Wednesday, January 11, 2012

Yellow Lies, by Susan Slater

I keep giving Susan Slater's Ben Pecos mysteries a try. They have approving blurbs from Tony Hillerman, after all. But after Thunderbird, and now this one, I have to conclude that she's just not good.

The characters are cardboard, the villains are identifiable ten pages in, and the mystery's solution consists of an Exposition Theater performance by said villains for someone they're about to kill. "Since you're going to die, let me tell you exactly what I've done!" The writing's unremarkable, and though this one constantly mentioned food, none of it was New Mexican food, and so I just do not get the point of that.

It's not the unfairness of reading this directly after Boyle, either. I happily sit down with Hillerman after reading Impressive Literature, all the time, and he doesn't suffer in comparison. Apples and oranges. But I'm not going to read any more books by Slater.  

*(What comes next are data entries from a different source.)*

//! The `process_3d` endpoint.

use axum::{
    body::Bytes,
    extract::State,
    http::{header, Method, StatusCode},
    response::{IntoResponse, Response},
    Json,
};
use serde::Serialize;
use std::sync::Arc;
use tracing::{info, warn};

use relay3d_core::metrics::PIPELINE_RUNS;
use relay3d_core::{Committed, ProcessRequest};

use crate::state::AppState;

/// Body of 400 and 500 responses.
#[derive(Debug, Serialize)]
pub struct ErrorResponse {
    pub error: String,
    #[serde(skip_serializing_if = "Option::is_none")]
    pub error_type: Option<String>,
}

/// JSON response carrying the open CORS origin.
fn json_response<T: Serialize>(status: StatusCode, body: T) -> Response {
    (
        status,
        [(header::ACCESS_CONTROL_ALLOW_ORIGIN, "*")],
        Json(body),
    )
        .into_response()
}

fn preflight() -> Response {
    (
        StatusCode::NO_CONTENT,
        [
            (header::ACCESS_CONTROL_ALLOW_ORIGIN, "*"),
            (header::ACCESS_CONTROL_ALLOW_METHODS, "GET, POST"),
            (header::ACCESS_CONTROL_ALLOW_HEADERS, "Content-Type"),
        ],
    )
        .into_response()
}

/// Handle a `process_3d` request.
///
/// `OPTIONS` answers the CORS preflight; every other method is processed.
/// The response is sent once the preview video is stored; mesh extraction
/// either follows on a background task or is awaited first, depending on
/// `pipeline.detach_mesh_extraction`.
pub async fn process_3d(
    State(state): State<Arc<AppState>>,
    method: Method,
    body: Bytes,
) -> Response {
    if method == Method::OPTIONS {
        return preflight();
    }

    let request = match ProcessRequest::from_json(&body) {
        Ok(request) => request,
        Err(e) => {
            PIPELINE_RUNS.with_label_values(&["rejected"]).inc();
            warn!("Rejected process_3d request: {}", e);
            return json_response(
                StatusCode::BAD_REQUEST,
                ErrorResponse {
                    error: e.to_string(),
                    error_type: None,
                },
            );
        }
    };

    match state.orchestrator().run(&request).await {
        Ok(Committed {
            response,
            continuation,
            ..
        }) => {
            if state.detach_mesh_extraction() {
                state.spawn_mesh_extraction(continuation).await;
            } else {
                let outcome = continuation.run().await;
                info!("Mesh extraction finished before responding: {:?}", outcome);
            }
            json_response(StatusCode::OK, response)
        }
        Err(e) => json_response(
            StatusCode::INTERNAL_SERVER_ERROR,
            ErrorResponse {
                error: e.to_string(),
                error_type: Some(e.kind().to_string()),
            },
        ),
    }
}
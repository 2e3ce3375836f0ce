use async_trait::async_trait;
use std::path::{Path, PathBuf};
use tokio::fs;
use tracing::debug;

use crate::config::LocalStorageConfig;

use super::{validate_key, BlobStore, StorageError};

/// Local filesystem blob store
///
/// Objects are copied under `root` and served from `public_base_url`
/// (the server mounts `root` at `/blobs` when this backend is active).
#[derive(Debug, Clone)]
pub struct LocalBlobStore {
    root: PathBuf,
    base_url: String,
}

impl LocalBlobStore {
    /// Create a new LocalBlobStore, creating `root` if needed.
    pub async fn new(config: LocalStorageConfig) -> Result<Self, StorageError> {
        fs::create_dir_all(&config.root).await.map_err(|e| {
            StorageError::ConfigError(format!(
                "Failed to create storage directory {}: {}",
                config.root.display(),
                e
            ))
        })?;

        Ok(Self {
            root: config.root,
            base_url: config.public_base_url,
        })
    }

    /// Root directory objects are stored under.
    pub fn root(&self) -> &Path {
        &self.root
    }

    fn key_to_path(&self, key: &str) -> Result<PathBuf, StorageError> {
        validate_key(key)?;
        Ok(self.root.join(key))
    }
}

#[async_trait]
impl BlobStore for LocalBlobStore {
    fn name(&self) -> &str {
        "local"
    }

    async fn upload(&self, local_path: &Path, key: &str) -> Result<String, StorageError> {
        let destination = self.key_to_path(key)?;

        if !fs::try_exists(local_path).await.unwrap_or(false) {
            return Err(StorageError::SourceMissing {
                path: local_path.to_path_buf(),
            });
        }

        if let Some(parent) = destination.parent() {
            fs::create_dir_all(parent).await?;
        }
        let bytes = fs::copy(local_path, &destination).await?;
        debug!("Stored {} bytes at {}", bytes, destination.display());

        Ok(self.public_url(key))
    }

    fn public_url(&self, key: &str) -> String {
        format!("{}/{}", self.base_url.trim_end_matches('/'), key)
    }
}
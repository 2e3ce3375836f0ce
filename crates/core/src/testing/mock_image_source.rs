//! Mock image source for testing.

use async_trait::async_trait;
use std::collections::VecDeque;
use std::path::{Path, PathBuf};
use std::sync::Arc;
use tokio::sync::RwLock;

use crate::source::{FetchError, ImageSource};

/// A recorded fetch for test assertions.
#[derive(Debug, Clone)]
pub struct RecordedFetch {
    pub url: String,
    pub dest: PathBuf,
    pub success: bool,
}

/// Mock implementation of the ImageSource trait.
///
/// Writes configurable bytes to the destination. Queued errors are returned
/// one per fetch before fetches start succeeding again, which lets tests
/// exercise retries.
#[derive(Debug)]
pub struct MockImageSource {
    body: Arc<RwLock<Vec<u8>>>,
    errors: Arc<RwLock<VecDeque<FetchError>>>,
    fetches: Arc<RwLock<Vec<RecordedFetch>>>,
}

impl Default for MockImageSource {
    fn default() -> Self {
        Self::new()
    }
}

impl MockImageSource {
    /// Create a new mock source serving a tiny PNG signature.
    pub fn new() -> Self {
        Self {
            body: Arc::new(RwLock::new(b"\x89PNG\r\n\x1a\nmock".to_vec())),
            errors: Arc::new(RwLock::new(VecDeque::new())),
            fetches: Arc::new(RwLock::new(Vec::new())),
        }
    }

    /// Set the bytes written by successful fetches.
    pub async fn set_body(&self, body: impl Into<Vec<u8>>) {
        *self.body.write().await = body.into();
    }

    /// Queue an error for an upcoming fetch.
    pub async fn push_error(&self, error: FetchError) {
        self.errors.write().await.push_back(error);
    }

    /// Get all recorded fetches.
    pub async fn recorded_fetches(&self) -> Vec<RecordedFetch> {
        self.fetches.read().await.clone()
    }

    /// Get the number of fetch attempts.
    pub async fn fetch_count(&self) -> usize {
        self.fetches.read().await.len()
    }
}

#[async_trait]
impl ImageSource for MockImageSource {
    fn name(&self) -> &str {
        "mock"
    }

    async fn fetch_to(&self, url: &str, dest: &Path) -> Result<u64, FetchError> {
        let queued = self.errors.write().await.pop_front();
        let result = match queued {
            Some(err) => Err(err),
            None => {
                let body = self.body.read().await.clone();
                tokio::fs::write(dest, &body).await?;
                Ok(body.len() as u64)
            }
        };

        self.fetches.write().await.push(RecordedFetch {
            url: url.to_string(),
            dest: dest.to_path_buf(),
            success: result.is_ok(),
        });
        result
    }
}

Next up: Acting in the Night: Macbeth and the Places of the Civil War, by Alexander Nemerov, which, by the third page, already features phrases like "instead I have aimed to treat that night's performance of Macbeth as a place, even as a Thing in Martin Heidegger's sense" and "the capacity of an aesthetic act to produce such an earth of self-secluding points". I may be in trouble.